14.1 TO THE MAXIMUM EXTENT PERMITTED BY APPLICABLE LAW, DEEPSOURCE, ITS LICENSORS AND ITS SUPPLIERS EXPRESSLY DISCLAIM ANY AND ALL WARRANTIES AND CONDITIONS, EXPRESS OR IMPLIED, REGARDING THE SITE, SERVICES, AND SOFTWARE, INCLUDING, BUT NOT LIMITED TO, ANY IMPLIED WARRANTIES OR CONDITIONS OF MERCHANTABILITY, MERCHANTABLE QUALITY, FITNESS FOR A PARTICULAR PURPOSE, TITLE, NONINFRINGEMENT, SATISFACTORY QUALITY OR ARISING FROM A COURSE OF DEALING, LAW, USAGE, OR TRADE PRACTICE, OR REGARDING SECURITY, QUIET ENJOYMENT, RELIABILITY, TIMELINESS AND PERFORMANCE. YOU AGREE THAT YOUR USE OF THE SITE AND SERVICES AND ARE AT YOUR OWN SOLE RISK AND THAT THE SITE AND SERVICES ARE PROVIDED ON AN “AS IS,” “WHERE IS,” “AS AVAILABLE,” “WITH ALL FAULTS” BASIS, WITHOUT WARRANTIES OF ANY KIND, EITHER EXPRESS OR IMPLIED. WITHOUT LIMITING THE FOREGOING, DEEPSOURCE AND ITS LICENSORS AND ITS SUPPLIERS DO NOT WARRANT THAT THE OPERATION OF THE SITE, SERVICES AND/OR SOFTWARE WILL MEET YOUR REQUIREMENTS OR WILL BE UNINTERRUPTED OR ERROR-FREE.

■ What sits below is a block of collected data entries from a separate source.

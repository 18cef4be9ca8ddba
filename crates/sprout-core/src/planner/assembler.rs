//! Plan assembler: packages pipeline outputs into the response shape.
//!
//! Pure aggregation; no further computation happens here. The invariants
//! of the contract (disjoint per-plot entries, undirected events, full
//! matrix) are established by the engine and scorer.

use super::engine::AssignmentOutcome;
use super::scorer::ScoreOutcome;
use crate::models::{CompatibilityMatrix, Plan};

/// Copies engine and scorer outputs into a [`Plan`].
pub fn assemble(
    year: i16,
    selected_plants: Vec<String>,
    outcome: AssignmentOutcome,
    scored: ScoreOutcome,
    compatibility_matrix: CompatibilityMatrix,
) -> Plan {
    Plan {
        year,
        selected_plants,
        assigned: outcome.assigned,
        unassigned_plants: outcome.unassigned,
        timeline: outcome.timeline.into_map(),
        adjacency_events: scored.events,
        compatibility_matrix,
        score: scored.total,
    }
}
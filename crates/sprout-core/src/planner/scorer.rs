//! Adjacency scorer: interaction events, compatibility matrix, total.
//!
//! Runs after assignment over the finished timeline. Every unordered
//! pair of spatially-adjacent plots is visited once (`plot_a < plot_b`),
//! and every pair of temporally overlapping entries across the pair
//! emits one event carrying the catalog score and the interval
//! intersection.

use crate::catalog::PlantCatalog;
use crate::models::{AdjacencyEvent, CompatibilityMatrix};
use crate::timeline::FarmTimeline;
use crate::topology::PlotTopology;

/// Events and their aggregate score.
pub struct ScoreOutcome {
    /// All interactions, ordered by (plot_a, plot_b, entry starts)
    pub events: Vec<AdjacencyEvent>,

    /// Sum of all event compatibility values
    pub total: i64,
}

/// Walks adjacent plot pairs and overlapping entries.
pub fn score(
    catalog: &PlantCatalog,
    topology: &PlotTopology,
    timeline: &FarmTimeline,
) -> ScoreOutcome {
    let mut events = Vec::new();

    for (plot_a, timeline_a) in timeline.iter() {
        // Visiting only higher-numbered neighbors reports each unordered
        // pair exactly once.
        for plot_b in topology.adjacent(plot_a).filter(|&b| b > plot_a) {
            let Some(timeline_b) = timeline.get(plot_b) else {
                continue;
            };
            for entry_a in timeline_a.entries() {
                for entry_b in timeline_b.overlapping_entries(entry_a.start, entry_a.end) {
                    events.push(AdjacencyEvent {
                        plot_a,
                        plot_b,
                        plant_a: entry_a.plant.clone(),
                        plant_b: entry_b.plant.clone(),
                        compatibility: catalog.compatibility(&entry_a.plant, &entry_b.plant),
                        overlap_start: entry_a.start.max(entry_b.start),
                        overlap_end: entry_a.end.min(entry_b.end),
                    });
                }
            }
        }
    }

    let total = events.iter().map(|event| event.compatibility).sum();
    ScoreOutcome { events, total }
}

/// Pairwise scores over the selected plants, independent of placement.
pub fn compatibility_matrix(catalog: &PlantCatalog, plants: &[String]) -> CompatibilityMatrix {
    CompatibilityMatrix::build(plants, |a, b| catalog.compatibility(a, b))
}
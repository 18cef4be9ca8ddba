//! Plant catalog records and growing windows.

use std::str::FromStr;

use jiff::civil::Date;
use serde::{Deserialize, Serialize};

/// How a timeline slot was produced.
///
/// Initial plantings carry the method of the growing window they were
/// packed from; follow-up plantings in a succession chain are tagged
/// [`Method::Succession`].
#[derive(Debug, Clone, Copy, Serialize, Deserialize, PartialEq, Eq)]
#[serde(rename_all = "snake_case")]
pub enum Method {
    /// Started indoors and moved outside on the planting date
    Transplant,

    /// Seeded directly into the plot
    DirectSow,

    /// Second or later planting of a succession chain
    Succession,
}

impl FromStr for Method {
    type Err = String;

    fn from_str(s: &str) -> Result<Self, Self::Err> {
        match s.to_lowercase().as_str() {
            "transplant" => Ok(Method::Transplant),
            "direct_sow" | "directsow" => Ok(Method::DirectSow),
            "succession" => Ok(Method::Succession),
            _ => Err(format!("Invalid planting method: {s}")),
        }
    }
}

impl Method {
    /// Wire representation (lowercase, underscore-separated).
    pub fn as_str(&self) -> &'static str {
        match self {
            Method::Transplant => "transplant",
            Method::DirectSow => "direct_sow",
            Method::Succession => "succession",
        }
    }
}

/// A date range during which a plant may go into the ground.
///
/// The range bounds the planting date, not the occupation: a crop planted
/// on the last day of its window still occupies the plot for its full
/// maturity duration afterwards.
#[derive(Debug, Clone, Copy, Serialize, Deserialize, PartialEq, Eq)]
pub struct GrowingWindow {
    /// Planting method this window applies to
    pub method: Method,

    /// First valid planting date
    pub start: Date,

    /// Last valid planting date
    pub end: Date,
}

/// Catalog record describing one plant's growing parameters.
///
/// Window lists use the catalog's month-float encoding as flat pairs:
/// `[5.5, 6.5]` is one window from May 15 to June 15, and
/// `[2.0, 4.5, 9.0, 11.0]` encodes separate spring and fall windows.
/// See [`crate::calendar::month_float_to_date`] for the conversion rules.
#[derive(Debug, Clone, Serialize, Deserialize, PartialEq)]
pub struct PlantProfile {
    /// Canonical plant name as listed in the catalog
    pub name: String,

    /// Indoor seed-starting windows (do not occupy plot space)
    #[serde(default)]
    pub start: Vec<f64>,

    /// Transplant-outdoors windows
    #[serde(default)]
    pub transplant: Vec<f64>,

    /// Direct-sow windows
    #[serde(default)]
    pub direct_sow: Vec<f64>,

    /// Days from planting-in-ground until the plot can be cleared
    pub duration_days: u16,

    /// Whether sequential plantings of this plant may share one plot in
    /// one season
    #[serde(default)]
    pub succession: bool,

    /// Companion plants (each direction scores +1 when adjacent and
    /// simultaneously in the ground)
    #[serde(default)]
    pub companions: Vec<String>,

    /// Antagonist plants (each direction scores -3)
    #[serde(default)]
    pub antagonists: Vec<String>,
}
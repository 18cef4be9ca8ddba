//! Interval packer: candidate occupation slots for one plant in one year.
//!
//! Packing is plot-independent: it answers "when could this plant go into
//! the ground, and for how long", leaving occupancy conflicts to the
//! assignment engine. A slot's `[start, end)` interval covers planting
//! through plot clearance; the planting date itself must fall within a
//! growing window, the occupation may extend past the window's end but
//! never past the season end (mid-December).

use jiff::civil::{date, Date};
use jiff::ToSpan;

use crate::calendar::season_end;
use crate::models::{GrowingWindow, Method, PlantProfile};
use crate::timeline::CROP_BUFFER_DAYS;

/// One candidate occupation interval produced by packing.
#[derive(Debug, Clone, Copy, PartialEq, Eq)]
pub struct CandidateSlot {
    /// Planting date
    pub start: Date,

    /// Clearance date (exclusive)
    pub end: Date,

    /// Window method for initial slots, `succession` afterwards
    pub method: Method,

    /// Position within the succession chain of its window (0 = initial)
    pub succession_index: u32,
}

impl CandidateSlot {
    /// True if `[start, end)` overlaps this slot or falls inside its
    /// crop buffer on either side.
    fn conflicts_with(&self, start: Date, end: Date) -> bool {
        self.start < end.saturating_add(CROP_BUFFER_DAYS.days())
            && self.end.saturating_add(CROP_BUFFER_DAYS.days()) > start
    }
}

/// Computes the ordered candidate slots for `profile` within `year`,
/// anchored no earlier than the first day of `start_month`.
///
/// Succession-eligible plants yield follow-up slots separated by the
/// crop buffer for as long as the planting date stays inside the window
/// and the slot still ends by the season end. A slot coming within the
/// crop buffer of one produced from an earlier window is dropped, so
/// any subset of the result can be committed to a single plot with the
/// buffer intact. An empty result means the plant cannot be placed in
/// the requested year regardless of plot.
pub fn pack(
    profile: &PlantProfile,
    windows: &[GrowingWindow],
    year: i16,
    start_month: i8,
) -> Vec<CandidateSlot> {
    let season_start = date(year, start_month.clamp(1, 12), 1);
    let last_end = season_end(year);
    let duration = i64::from(profile.duration_days);

    let mut slots: Vec<CandidateSlot> = Vec::new();
    for window in windows {
        let mut anchor = window.start.max(season_start);
        let mut index: u32 = 0;
        while anchor <= window.end {
            let end = anchor.saturating_add(duration.days());
            if end > last_end {
                break;
            }
            if !slots.iter().any(|slot| slot.conflicts_with(anchor, end)) {
                let method = if index == 0 {
                    window.method
                } else {
                    Method::Succession
                };
                slots.push(CandidateSlot {
                    start: anchor,
                    end,
                    method,
                    succession_index: index,
                });
                index += 1;
            }
            if !profile.succession {
                break;
            }
            anchor = end.saturating_add(CROP_BUFFER_DAYS.days());
        }
    }

    slots.sort_by_key(|slot| (slot.start, slot.end));
    slots
}
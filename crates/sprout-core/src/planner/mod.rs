//! High-level planning API.
//!
//! This module provides the main [`Planner`] interface. The planner owns
//! the read-only plant catalog and coordinates the planning pipeline:
//!
//! ```text
//! ┌──────────────┐    ┌───────────────┐    ┌───────────────┐
//! │  Assignment  │───▶│   Adjacency   │───▶│     Plan      │
//! │    engine    │    │    scorer     │    │   assembler   │
//! └──────────────┘    └───────────────┘    └───────────────┘
//!   packs slots and      events, matrix,     response-shaped
//!   picks plots          total score         aggregate
//! ```
//!
//! Every call to [`Planner::plan`] is independent: the topology is a
//! caller-supplied value, occupancy starts empty, and the result is a
//! fresh immutable [`Plan`]. Validation failures surface before any
//! computation; infeasible plants are reported inside the plan, never as
//! errors.

pub mod assembler;
pub mod builder;
pub mod engine;
pub mod scorer;

#[cfg(test)]
mod tests;

use log::debug;

pub use builder::PlannerBuilder;

use crate::catalog::PlantCatalog;
use crate::error::{PlanError, Result};
use crate::models::Plan;
use crate::params::PlanRequest;
use crate::topology::PlotTopology;

/// Years outside this range are rejected as request-validation failures.
const YEAR_RANGE: std::ops::RangeInclusive<i16> = 1900..=2999;

/// Main planning interface.
#[derive(Debug)]
pub struct Planner {
    catalog: PlantCatalog,
}

impl Planner {
    /// Creates a planner over the given catalog.
    pub(crate) fn new(catalog: PlantCatalog) -> Self {
        Self { catalog }
    }

    /// The catalog this planner answers from.
    pub fn catalog(&self) -> &PlantCatalog {
        &self.catalog
    }

    /// Builds a full-year planting plan for the request against the
    /// supplied topology.
    ///
    /// # Errors
    ///
    /// Returns [`PlanError::InvalidInput`] for blank plant names, an
    /// out-of-range year, or a start month outside 1-12, and
    /// [`PlanError::UnknownPlant`] for names absent from the catalog.
    /// Infeasibility (including an empty topology) is not an error.
    pub fn plan(&self, topology: &PlotTopology, request: &PlanRequest) -> Result<Plan> {
        let selected = self.validate(request)?;
        debug!(
            "planning year {} for {} plants over {} plots",
            request.year,
            selected.len(),
            topology.len()
        );

        let outcome = engine::assign(
            &self.catalog,
            topology,
            &selected,
            request.year,
            request.start_month,
        );
        let scored = scorer::score(&self.catalog, topology, &outcome.timeline);
        let matrix = scorer::compatibility_matrix(&self.catalog, &selected);

        Ok(assembler::assemble(
            request.year,
            selected,
            outcome,
            scored,
            matrix,
        ))
    }

    /// Validates the request and returns the deduplicated ranked list.
    ///
    /// Duplicates are detected through name normalization, so "Tomato"
    /// and "Tomatoes" collapse to the first-ranked spelling.
    fn validate(&self, request: &PlanRequest) -> Result<Vec<String>> {
        if !(1..=12).contains(&request.start_month) {
            return Err(PlanError::invalid_input("start_month")
                .with_reason(format!("must be 1-12, got {}", request.start_month)));
        }
        if !YEAR_RANGE.contains(&request.year) {
            return Err(PlanError::invalid_input("year").with_reason(format!(
                "must be {}-{}, got {}",
                YEAR_RANGE.start(),
                YEAR_RANGE.end(),
                request.year
            )));
        }

        let mut selected = Vec::new();
        let mut seen = std::collections::HashSet::new();
        for name in &request.plants {
            if name.trim().is_empty() {
                return Err(PlanError::invalid_input("plants")
                    .with_reason("plant names must be non-empty"));
            }
            if !self.catalog.contains(name) {
                return Err(PlanError::unknown_plant(name.trim()));
            }
            if seen.insert(crate::catalog::normalize_name(name)) {
                selected.push(name.trim().to_string());
            }
        }
        Ok(selected)
    }
}
//! Error handling utilities for MCP server

use rmcp::ErrorData;
use sprout_core::PlanError;

/// Converts planner errors to MCP errors, keeping request-shape problems
/// distinguishable from server faults.
pub fn to_mcp_error(message: &str, error: PlanError) -> ErrorData {
    match error {
        PlanError::InvalidInput { .. } | PlanError::UnknownPlant { .. } => {
            ErrorData::invalid_params(format!("{message}: {error}"), None)
        }
        _ => ErrorData::internal_error(format!("{message}: {error}"), None),
    }
}
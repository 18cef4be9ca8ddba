//! Farm grid representation.
//!
//! The farm is a 2D grid of cells. Each cell holds an integer value:
//!
//! - 255: outside the farm boundary (not plantable space)
//! - 0: valid farm space not yet assigned to a plot
//! - 1-254: plot id, a contiguous region the user has defined
//!
//! Irregular farm shapes fall out naturally: only painted cells become
//! part of the working area, everything else stays 255. The grid itself
//! is owned by the external editing subsystem; the engine only derives a
//! [`crate::topology::PlotTopology`] from it.

use std::collections::BTreeSet;
use std::fmt;

use crate::error::{PlanError, Result};

/// 2D grid of cells representing a farm layout.
#[derive(Debug, Clone, PartialEq, Eq)]
pub struct FarmGrid {
    width: usize,
    height: usize,
    cells: Vec<Vec<u8>>,
}

impl FarmGrid {
    /// Cell value for space outside the farm boundary.
    pub const INVALID: u8 = 255;

    /// Cell value for farm space not yet assigned to a plot.
    pub const UNASSIGNED: u8 = 0;

    /// Create a grid filled entirely with [`Self::INVALID`] cells.
    pub fn new(width: usize, height: usize) -> Self {
        Self {
            width,
            height,
            cells: vec![vec![Self::INVALID; width]; height],
        }
    }

    /// Create a grid from an existing cell matrix (one inner vec per row).
    ///
    /// # Errors
    ///
    /// Returns [`PlanError::InvalidGrid`] if the rows have differing
    /// lengths.
    pub fn from_rows(rows: Vec<Vec<u8>>) -> Result<Self> {
        let height = rows.len();
        let width = rows.first().map_or(0, Vec::len);
        if rows.iter().any(|row| row.len() != width) {
            return Err(PlanError::invalid_grid("rows have differing lengths"));
        }
        Ok(Self {
            width,
            height,
            cells: rows,
        })
    }

    /// Number of columns.
    pub fn width(&self) -> usize {
        self.width
    }

    /// Number of rows.
    pub fn height(&self) -> usize {
        self.height
    }

    /// Row-major cell matrix.
    pub fn cells(&self) -> &[Vec<u8>] {
        &self.cells
    }

    /// Value of a single cell.
    pub fn get_cell(&self, row: usize, col: usize) -> Result<u8> {
        self.check_bounds(row, col)?;
        Ok(self.cells[row][col])
    }

    /// Set a single cell's value.
    pub fn set_cell(&mut self, row: usize, col: usize, value: u8) -> Result<()> {
        self.check_bounds(row, col)?;
        self.cells[row][col] = value;
        Ok(())
    }

    fn check_bounds(&self, row: usize, col: usize) -> Result<()> {
        if row >= self.height || col >= self.width {
            return Err(PlanError::invalid_grid(format!(
                "cell ({row}, {col}) out of bounds for {}x{} grid",
                self.width, self.height
            )));
        }
        Ok(())
    }

    /// All `(row, col)` cells belonging to `plot_id`.
    pub fn plot_cells(&self, plot_id: u8) -> Vec<(usize, usize)> {
        (0..self.height)
            .flat_map(|r| (0..self.width).map(move |c| (r, c)))
            .filter(|&(r, c)| self.cells[r][c] == plot_id)
            .collect()
    }

    /// Sorted unique plot ids (sentinels excluded).
    pub fn plot_ids(&self) -> Vec<u8> {
        let ids: BTreeSet<u8> = self
            .cells
            .iter()
            .flatten()
            .copied()
            .filter(|&v| v != Self::INVALID && v != Self::UNASSIGNED)
            .collect();
        ids.into_iter().collect()
    }

    /// Plot ids sharing an edge with `plot_id` (4-connectivity).
    pub fn adjacent_plots(&self, plot_id: u8) -> BTreeSet<u8> {
        let mut adjacent = BTreeSet::new();
        for (r, c) in self.plot_cells(plot_id) {
            for (dr, dc) in [(-1i64, 0i64), (1, 0), (0, -1), (0, 1)] {
                let (nr, nc) = (r as i64 + dr, c as i64 + dc);
                if nr < 0 || nc < 0 || nr >= self.height as i64 || nc >= self.width as i64 {
                    continue;
                }
                let neighbor = self.cells[nr as usize][nc as usize];
                if neighbor != Self::INVALID && neighbor != Self::UNASSIGNED && neighbor != plot_id
                {
                    adjacent.insert(neighbor);
                }
            }
        }
        adjacent
    }

    /// True if any cell is still [`Self::UNASSIGNED`].
    pub fn has_unassigned(&self) -> bool {
        self.cells.iter().flatten().any(|&v| v == Self::UNASSIGNED)
    }
}

impl fmt::Display for FarmGrid {
    /// Human-readable grid; invalid cells are shown as '.' for clarity.
    fn fmt(&self, f: &mut fmt::Formatter<'_>) -> fmt::Result {
        let max_val = self
            .cells
            .iter()
            .flatten()
            .copied()
            .filter(|&v| v != Self::INVALID)
            .max()
            .unwrap_or(0);
        let w = max_val.to_string().len().max(3);

        for (i, row) in self.cells.iter().enumerate() {
            if i > 0 {
                writeln!(f)?;
            }
            let parts: Vec<String> = row
                .iter()
                .map(|&v| {
                    if v == Self::INVALID {
                        format!("{:>w$}", ".")
                    } else {
                        format!("{v:>w$}")
                    }
                })
                .collect();
            write!(f, "{}", parts.join(" "))?;
        }
        Ok(())
    }
}

#[cfg(test)]
mod tests {
    use super::*;

    fn two_plot_grid() -> FarmGrid {
        FarmGrid::from_rows(vec![
            vec![1, 1, 2, 2],
            vec![1, 1, 2, 2],
            vec![255, 0, 255, 255],
        ])
        .expect("rectangular grid")
    }

    #[test]
    fn plot_ids_exclude_sentinels() {
        assert_eq!(two_plot_grid().plot_ids(), vec![1, 2]);
    }

    #[test]
    fn adjacency_is_mutual_and_skips_sentinels() {
        let grid = two_plot_grid();
        assert_eq!(grid.adjacent_plots(1), BTreeSet::from([2]));
        assert_eq!(grid.adjacent_plots(2), BTreeSet::from([1]));
    }

    #[test]
    fn ragged_rows_are_rejected() {
        let result = FarmGrid::from_rows(vec![vec![1, 1], vec![1]]);
        assert!(matches!(result, Err(PlanError::InvalidGrid { .. })));
    }

    #[test]
    fn out_of_bounds_access_errors() {
        let grid = two_plot_grid();
        assert!(grid.get_cell(10, 0).is_err());
    }

    #[test]
    fn display_masks_invalid_cells() {
        let rendered = two_plot_grid().to_string();
        assert!(rendered.contains('.'));
        assert!(rendered.contains('1'));
    }

    #[test]
    fn unassigned_detection() {
        assert!(two_plot_grid().has_unassigned());
        assert!(!FarmGrid::new(2, 2).has_unassigned());
    }
}
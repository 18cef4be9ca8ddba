//! Symmetric compatibility matrix over the requested plants.

use serde::{Deserialize, Serialize};

/// Square matrix of pairwise compatibility scores.
///
/// Rows and columns follow the order of the deduplicated request list,
/// including plants that ended up unassigned — the matrix is informational
/// and independent of placement. The diagonal (self-compatibility) is not
/// a meaningful quantity and is fixed at zero.
#[derive(Debug, Clone, Serialize, Deserialize, PartialEq)]
pub struct CompatibilityMatrix {
    /// Plant names in request order
    pub plants: Vec<String>,

    /// Row-major scores; `scores[i][j]` pairs `plants[i]` with `plants[j]`
    pub scores: Vec<Vec<i64>>,
}

impl CompatibilityMatrix {
    /// Builds a matrix by evaluating `score` for every ordered pair of
    /// distinct plants. The scoring function is expected to be symmetric;
    /// both triangles are still populated independently so the invariant
    /// is observable in the output.
    pub fn build<F>(plants: &[String], mut score: F) -> Self
    where
        F: FnMut(&str, &str) -> i64,
    {
        let scores = plants
            .iter()
            .map(|a| {
                plants
                    .iter()
                    .map(|b| if a == b { 0 } else { score(a, b) })
                    .collect()
            })
            .collect();

        Self {
            plants: plants.to_vec(),
            scores,
        }
    }

    /// Number of plants covered by the matrix.
    pub fn len(&self) -> usize {
        self.plants.len()
    }

    /// True if the matrix covers no plants.
    pub fn is_empty(&self) -> bool {
        self.plants.is_empty()
    }

    /// Score for a pair of plants by name, if both are present.
    pub fn get(&self, a: &str, b: &str) -> Option<i64> {
        let i = self.plants.iter().position(|p| p == a)?;
        let j = self.plants.iter().position(|p| p == b)?;
        Some(self.scores[i][j])
    }
}
//! Sprout CLI Application
//!
//! Command-line interface for the Sprout garden planning tool.

mod args;
mod cli;
mod grid_io;
mod history;
mod mcp;
mod renderer;

use anyhow::{Context, Result};
use args::{Args, Commands};
use clap::Parser;
use cli::Cli;
use log::info;
use mcp::{run_stdio_server, SproutMcpServer};
use renderer::TerminalRenderer;
use sprout_core::{PlannerBuilder, PlotTopology};
use Commands::*;

#[tokio::main]
async fn main() -> Result<()> {
    env_logger::init();

    let Args {
        catalog_file,
        grid_file,
        database_file,
        no_color,
        command,
    } = Args::parse();

    let planner = PlannerBuilder::new()
        .with_catalog_file(catalog_file)
        .build()
        .context("Failed to initialize planner")?;
    let grid = grid_io::load_grid(grid_file.as_deref())?;
    let renderer = TerminalRenderer::new(!no_color);

    info!("Sprout started");

    match command {
        Plan(plan_args) => {
            let store = if plan_args.no_save {
                None
            } else {
                Some(history::HistoryStore::open(database_file)?)
            };
            let topology = PlotTopology::from_grid(&grid);
            Cli::new(planner, renderer).handle_plan(&plan_args, &topology, store.as_ref())
        }
        Plants(plants_args) => {
            let year = jiff::Zoned::now().date().year();
            Cli::new(planner, renderer).handle_plants(plants_args, year)
        }
        Grid => Cli::new(planner, renderer).handle_grid(&grid),
        History(history_args) => {
            let store = history::HistoryStore::open(database_file)?;
            Cli::new(planner, renderer).handle_history(&history_args, &store)
        }
        Serve => {
            info!("Starting Sprout MCP server");
            run_stdio_server(SproutMcpServer::new(planner, grid))
                .await
                .context("MCP server failed")
        }
    }
}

15. Limitation of Liability

15.1 IN NO EVENT SHALL DEEPSOURCE BE LIABLE WITH RESPECT TO THE SITE AND/OR SERVICES FOR (I) ANY AMOUNT IN THE AGGREGATE IN EXCESS OF THE FEES YOU HAVE ACTUALLY PAID TO DEEPSOURCE DURING THE SIX (6) MONTH PERIOD IMMEDIATELY PRECEDING THE EVENT(S) GIVING RISE TO SUCH LIABILITY, OR IF NO FEES APPLY, FIFTY DOLLARS ($50); (II) ANY LOST PROFITS, LOST OR DAMAGED USER CONTENT OR OTHER DATA, OR FAILURE TO MEET ANY DUTY, INCLUDING WITHOUT LIMITATION GOOD FAITH AND REASONABLE CARE; OR (III) ANY INDIRECT, INCIDENTAL, PUNITIVE, SPECIAL, EXEMPLARY OR CONSEQUENTIAL DAMAGES OF ANY KIND WHATSOEVER. YOU AGREE THAT THIS LIMITATION OF LIABILITY REPRESENTS A REASONABLE ALLOCATION OF RISK AND IS A FUNDAMENTAL ELEMENT OF THE BASIS OF THE BARGAIN BETWEEN DEEPSOURCE AND YOU. YOU UNDERSTAND THAT THE SITE AND SERVICES WOULD NOT BE PROVIDED WITHOUT SUCH LIMITATIONS.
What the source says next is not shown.